I fucking hate this.
"This" being feeling poor. I know in reality I am not in fact poor, that we are better off than much of America and most of the world.
But I'm looking at Strollerderby, and they are flashing some ad for baby clothes from Fred Segal. Meanwhile, I am literally too broke to go to Target and pick up some much needed sandals, shorts and tees for Maggie his summer at like $5/pop. Forget about anything new for me, including the new running shoes I so desperately want so I can start running again and not be so ginormous. We need to fix our roof and our fence, and can't afford to.
And on top of our normal money worries, my husband got careless with the checking account and we are out $350 in overdraft fees. The bank, thank God, waived $105 of the total but is refusing to waive more. Suffice it to say that losing $350 is a hit we absolutely cannot afford. That's our food (and wine!) budget for a month, almost two months of school tuition, more than a car payment, etc. Because of this, neither Paul or I can buy each other gifts for our upcoming birthdays, my mom won't get her Mother's Day gift made good on for awhile, and our much needed night out together this coming weekend will have to be canceled. I can't even think about what bills won't get paid or how we'll manage to buy groceries because that sends me into panic attack.
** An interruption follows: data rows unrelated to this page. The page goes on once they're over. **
//! An asynchronous, `no_std` driver for the Semtech SX127x family of LoRa transceivers.
//!
//! This crate provides a low-level async driver for the SX1276, SX1277, SX1278 and
//! SX1279 in LoRa mode. It is built upon `embedded-hal-async` traits; every register
//! access is one chip-select framed [`SpiDevice`](embedded_hal_async::spi::SpiDevice)
//! transaction.
//!
//! The main entry point is the `SX127x` struct. It owns the register-level protocol
//! (configuration, FIFO handling and interrupt servicing) but no concurrency; the
//! `lora-radio-async` crate layers an awaitable send/receive API on top of it.

#![cfg_attr(not(test), no_std)]

pub mod conf;
pub mod op;
pub mod reg;

mod sx;
pub use sx::*;
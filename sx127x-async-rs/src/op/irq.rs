//! Interrupt (IRQ) flag decoding and DIO0 routing.

/// Individual bits of `RegIrqFlags`.
#[repr(u8)]
#[derive(Copy, Clone, Debug, PartialEq, Eq)]
pub enum IrqFlag {
    /// Channel activity detected.
    CadDetected = 1 << 0,
    /// FHSS change channel.
    FhssChangeChannel = 1 << 1,
    /// Channel Activity Detection (CAD) done.
    CadDone = 1 << 2,
    /// Transmit operation done.
    TxDone = 1 << 3,
    /// Valid header received.
    ValidHeader = 1 << 4,
    /// Payload CRC error.
    PayloadCrcError = 1 << 5,
    /// Receive operation done.
    RxDone = 1 << 6,
    /// Receive timeout.
    RxTimeout = 1 << 7,
}

/// The interrupt flags read from the device.
#[derive(Copy, Clone, PartialEq, Eq, Default)]
pub struct IrqFlags {
    inner: u8,
}

impl From<u8> for IrqFlags {
    fn from(flags: u8) -> Self {
        Self { inner: flags }
    }
}

impl From<IrqFlags> for u8 {
    fn from(val: IrqFlags) -> Self {
        val.inner
    }
}

impl core::fmt::Debug for IrqFlags {
    fn fmt(&self, f: &mut core::fmt::Formatter<'_>) -> core::fmt::Result {
        f.debug_struct("IrqFlags")
            .field("rx_timeout", &self.rx_timeout())
            .field("rx_done", &self.rx_done())
            .field("crc_err", &self.crc_err())
            .field("valid_header", &self.valid_header())
            .field("tx_done", &self.tx_done())
            .field("cad_done", &self.cad_done())
            .field("cad_detected", &self.cad_detected())
            .finish()
    }
}

impl IrqFlags {
    /// Creates an empty flag set.
    pub const fn none() -> Self {
        Self { inner: 0 }
    }

    /// Adds a flag to the set.
    pub const fn combine(self, flag: IrqFlag) -> Self {
        Self {
            inner: self.inner | flag as u8,
        }
    }

    /// Returns `true` if `flag` is set.
    pub const fn contains(self, flag: IrqFlag) -> bool {
        (self.inner & flag as u8) > 0
    }

    /// Returns `true` if no flag is set.
    pub const fn is_empty(self) -> bool {
        self.inner == 0
    }

    /// Returns `true` if the `TxDone` interrupt is active.
    pub const fn tx_done(self) -> bool {
        self.contains(IrqFlag::TxDone)
    }

    /// Returns `true` if the `RxDone` interrupt is active.
    pub const fn rx_done(self) -> bool {
        self.contains(IrqFlag::RxDone)
    }

    /// Returns `true` if the `PayloadCrcError` interrupt is active.
    pub const fn crc_err(self) -> bool {
        self.contains(IrqFlag::PayloadCrcError)
    }

    /// Returns `true` if the `ValidHeader` interrupt is active.
    pub const fn valid_header(self) -> bool {
        self.contains(IrqFlag::ValidHeader)
    }

    /// Returns `true` if the `RxTimeout` interrupt is active.
    pub const fn rx_timeout(self) -> bool {
        self.contains(IrqFlag::RxTimeout)
    }

    /// Returns `true` if the `CadDone` interrupt is active.
    pub const fn cad_done(self) -> bool {
        self.contains(IrqFlag::CadDone)
    }

    /// Returns `true` if the `CadDetected` interrupt is active.
    pub const fn cad_detected(self) -> bool {
        self.contains(IrqFlag::CadDetected)
    }
}

/// Event routed to the DIO0 pin, `RegDioMapping1` bits 7:6.
///
/// The driver owns the whole register; DIO1..DIO3 stay on mapping 00.
#[repr(u8)]
#[derive(Copy, Clone, Debug, PartialEq, Eq)]
pub enum Dio0Mapping {
    /// DIO0 rises on `RxDone`.
    RxDone = 0x00,
    /// DIO0 rises on `TxDone`.
    TxDone = 0x40,
}
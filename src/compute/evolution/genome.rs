//! Genome manipulation utilities for evolutionary search.
//!
//! Provides random generation, crossover, and mutation of Picobot programs.

use rand::prelude::*;

use crate::compute::{Program, ProgramError};

/// Random number generator wrapper for genome operations.
pub struct ProgramRng {
    rng: StdRng,
}

impl ProgramRng {
    /// Create from seed.
    pub fn new(seed: u64) -> Self {
        Self {
            rng: StdRng::seed_from_u64(seed),
        }
    }

    /// Generate a fully randomized program.
    pub fn random_program(&mut self, num_states: usize) -> Program {
        Program::random(num_states, &mut self.rng)
    }

    /// Single-cut crossover of two parents.
    pub fn crossover(
        &mut self,
        parent1: &Program,
        parent2: &Program,
    ) -> Result<Program, ProgramError> {
        parent1.crossover(parent2, &mut self.rng)
    }

    /// Apply one point mutation with probability `percent / 100`.
    ///
    /// Returns whether the program was mutated.
    pub fn maybe_mutate(&mut self, program: &mut Program, percent: u32) -> bool {
        if self.rng.gen_range(1..=100) <= percent {
            program.mutate(&mut self.rng);
            true
        } else {
            false
        }
    }

    /// Uniform index in `0..len`.
    pub fn pick(&mut self, len: usize) -> usize {
        self.rng.gen_range(0..len)
    }

    /// Generate next u64 for seeding child RNGs.
    pub fn next_seed(&mut self) -> u64 {
        self.rng.r#gen()
    }
}

/// Number of `(state, pattern)` keys whose rules differ.
pub fn program_distance(p1: &Program, p2: &Program) -> usize {
    p1.rules()
        .zip(p2.rules())
        .filter(|((_, _, a), (_, _, b))| a != b)
        .count()
        + p1.len().abs_diff(p2.len())
}

#[cfg(test)]
mod tests {
    use super::*;
    use crate::compute::SensorPattern;

    #[test]
    fn test_random_program() {
        let mut rng = ProgramRng::new(42);
        let program = rng.random_program(5);
        assert!(program.is_complete());
        assert_eq!(program.len(), 5 * SensorPattern::COUNT);
    }

    #[test]
    fn test_seeded_rng_is_reproducible() {
        let a = ProgramRng::new(9).random_program(5);
        let b = ProgramRng::new(9).random_program(5);
        assert_eq!(a, b);
    }

    #[test]
    fn test_crossover() {
        let mut rng = ProgramRng::new(42);
        let p1 = rng.random_program(5);
        let p2 = rng.random_program(5);

        let child = rng.crossover(&p1, &p2).unwrap();
        assert!(child.is_complete());
        // State 0 always comes from the first parent, the last state from the second.
        for pattern in SensorPattern::ALL {
            assert_eq!(child.lookup(0, pattern), p1.lookup(0, pattern));
            assert_eq!(child.lookup(4, pattern), p2.lookup(4, pattern));
        }
    }

    #[test]
    fn test_mutation_probability_bounds() {
        let mut rng = ProgramRng::new(42);
        let mut program = rng.random_program(5);
        let original = program.clone();

        for _ in 0..100 {
            assert!(!rng.maybe_mutate(&mut program, 0));
        }
        assert_eq!(program, original);

        for _ in 0..100 {
            assert!(rng.maybe_mutate(&mut program, 100));
        }
        assert!(program.is_complete());
    }

    #[test]
    fn test_program_distance() {
        let mut rng = ProgramRng::new(42);
        let p1 = rng.random_program(5);
        let p2 = p1.clone();
        let p3 = rng.random_program(5);

        assert_eq!(program_distance(&p1, &p2), 0);
        assert!(program_distance(&p1, &p3) > 0);
        assert!(program_distance(&p1, &p3) <= p1.len());
    }
}
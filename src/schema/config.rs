//! World configuration types.

use serde::{Deserialize, Serialize};

/// Geometry of the room and the state count of the programs that roam it.
#[derive(Debug, Clone, Copy, PartialEq, Eq, Serialize, Deserialize)]
pub struct WorldConfig {
    /// Room width in cells, including the wall border.
    #[serde(default = "default_width")]
    pub width: usize,
    /// Room height in cells, including the wall border.
    #[serde(default = "default_height")]
    pub height: usize,
    /// Number of internal program states.
    #[serde(default = "default_num_states")]
    pub num_states: usize,
}

impl Default for WorldConfig {
    fn default() -> Self {
        Self {
            width: default_width(),
            height: default_height(),
            num_states: default_num_states(),
        }
    }
}

fn default_width() -> usize {
    25
}
fn default_height() -> usize {
    25
}
fn default_num_states() -> usize {
    5
}

impl WorldConfig {
    /// Smallest room side (wall + 2 interior cells + wall).
    ///
    /// With a 2-cell interior no cell is adjacent to two opposite walls.
    pub const MIN_SIDE: usize = 4;

    /// Total cell count, walls included.
    #[inline]
    pub fn grid_size(&self) -> usize {
        self.width * self.height
    }

    /// Number of playable cells inside the wall border.
    #[inline]
    pub fn interior_cells(&self) -> usize {
        self.width.saturating_sub(2) * self.height.saturating_sub(2)
    }

    /// Whether `(row, col)` lies inside the wall border.
    #[inline]
    pub fn is_interior(&self, row: usize, col: usize) -> bool {
        (1..self.height.saturating_sub(1)).contains(&row)
            && (1..self.width.saturating_sub(1)).contains(&col)
    }

    /// Validate configuration parameters.
    pub fn validate(&self) -> Result<(), ConfigError> {
        if self.width < Self::MIN_SIDE || self.height < Self::MIN_SIDE {
            return Err(ConfigError::RoomTooSmall {
                width: self.width,
                height: self.height,
            });
        }
        if self.num_states < 2 {
            return Err(ConfigError::TooFewStates(self.num_states));
        }
        Ok(())
    }
}

/// Configuration validation errors.
#[derive(Debug, Clone, PartialEq, Eq, thiserror::Error)]
pub enum ConfigError {
    #[error("Room must be at least 4x4 including walls, got {width}x{height}")]
    RoomTooSmall { width: usize, height: usize },
    #[error("Programs need at least 2 states, got {0}")]
    TooFewStates(usize),
}
//! Evolutionary search over Picobot programs.
//!
//! # Overview
//!
//! The evolutionary search system consists of:
//!
//! - **Genome Operations** (`genome`): Random generation, crossover, and mutation
//! - **Fitness Evaluation** (`fitness`): Mean room coverage over random starts
//! - **Search** (`search`): Generational GA with elitism
//! - **Program Archive** (`archive`): Saving programs in text format
//!
//! # Example
//!
//! ```rust,no_run
//! use picobot::compute::evolution::{EvolutionEngine, save_program};
//! use picobot::schema::EvolutionConfig;
//!
//! let config = EvolutionConfig::default();
//! let mut engine = EvolutionEngine::new(config).expect("valid config");
//! let result = engine
//!     .run_with_callback(|report| {
//!         println!(
//!             "Generation {}: best fitness = {:.3}",
//!             report.stats.generation, report.stats.max_fitness
//!         );
//!     })
//!     .expect("evolution failed");
//!
//! save_program("best.txt", &result.best.program).expect("write failed");
//! ```
//!
//! # Selection
//!
//! Each generation every program is evaluated in parallel, the population is
//! ranked by fitness (exact ties broken at random), the top `elite_count`
//! programs are carried over unchanged and `offspring_count` children are bred
//! from uniformly drawn elite parents by single-cut crossover, each mutated
//! with probability `mutation_percent / 100`.

mod archive;
mod fitness;
mod genome;
mod search;

pub use archive::{ProgramArchive, save_program};
pub use fitness::FitnessEvaluator;
pub use genome::{ProgramRng, program_distance};
pub use search::{Candidate, EvolutionEngine, EvolutionError, EvolutionResult, GenerationReport};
The stupid thing? Minutes before Paul called me to confess what happened, I was thinking "I am so glad we're in better shape than we were a year ago, or two years ago." And then...CRASH!!!
I'm done being mad at my husband, although I think our days of joint accounts are over for many reasons. But this just points up how shitty I feel all the time about our finances. It seems like all our friends can afford things, can go shopping and buy what they need and even some of what they want, can keep their kids in tons of toys and clothes and even go on vacations every now and again. Everybody else I know who waited to have kids did so to be financially secure---we are less secure than ever.
And I HATE myself for being so envious of what other people have and can afford. I should be a better person than this. I should realize I am incredibly rich in what matters--I have a lovely, comfortable, if somewhat shabby, house in one of the nicest neighborhoods in Detroit, I have enough clothes to keep me warm and shoes to keep me covered, we've never gone hungry and I know if any of us had a health issue we could manage. And most importantly, I have a great husband (although a complete doofus about financial matters) and the world's most wonderful little girl. My parents are both healthy, Paul's parents mostly are, and no one whose opinion well and truly matters (okay, maybe one person) looks down on us for being so chronically broke all the damn time. And of course, I don't know what financial situations actually face the people I envy. For all I know they are in debt up to their eyes and a job loss or serious expense would wipe them out.
But it doesn't stop me from hating it. I want to do better for Maggie than this. I want to be able to shop someplace that's not Target or a rummage sale. I want to not feel my throat close with anxiety when the car or the fridge or something else we can't afford to replace acts up. I want to buy something just because it's pretty. I'm a thrifty sort by nature, and wouldn't be buying the $$$$ Fred Segal clothes for Maggie even if money were never a concern. But it sucks that it's always a concern.
And I am so fucking envious of people doing better than me. Why can't I make enough from writing to be able to help us out? Where are the lucrative freelance jobs? Why do things keep getting harder? I could go back to work full time, but with what we would pay in daycare I'd barely clear enough to make a difference, if there were any jobs in my field which there aren't. Plus, I do want to be with Maggie. I waited a long time for her and the thought of tossing her in daycare, even the loving, caring environment she's in now, hurts my heart. But I worry that I am making the wrong choice, that she is going to bitterly resent us for not being able to provide the best of everything for her, for always being "the poor kid."
I worry that she'll be as ashamed of her parent's lack of means as I am. I don't have what my friends have, and it makes me embarrassed. And this seems to be the one thing you can't write about--I have read about bloggers' struggle with mental illness, maritial issues and cervical mucus, but if anyone out there is worrying constantly about money, I don't read about it. It's like the worst thing you can be as a blogger isn't a bad writer or boring--it's POOR.
I just wish I could either go all hippie and not care about material things at all (although I will say many of the "hippies" I know of are still pushing the MacLarens and driving the Volvos) or say "fuck it," go find a lucrative job (which would mean changing my kline of work) and only see my kid on weekends and evenings. Instead, I am stuck in the middle, knowing I am not doing as well for Maggie as the other parents I know are doing for theirs, and hoping that giving her the gift of time will be the right choice in the end.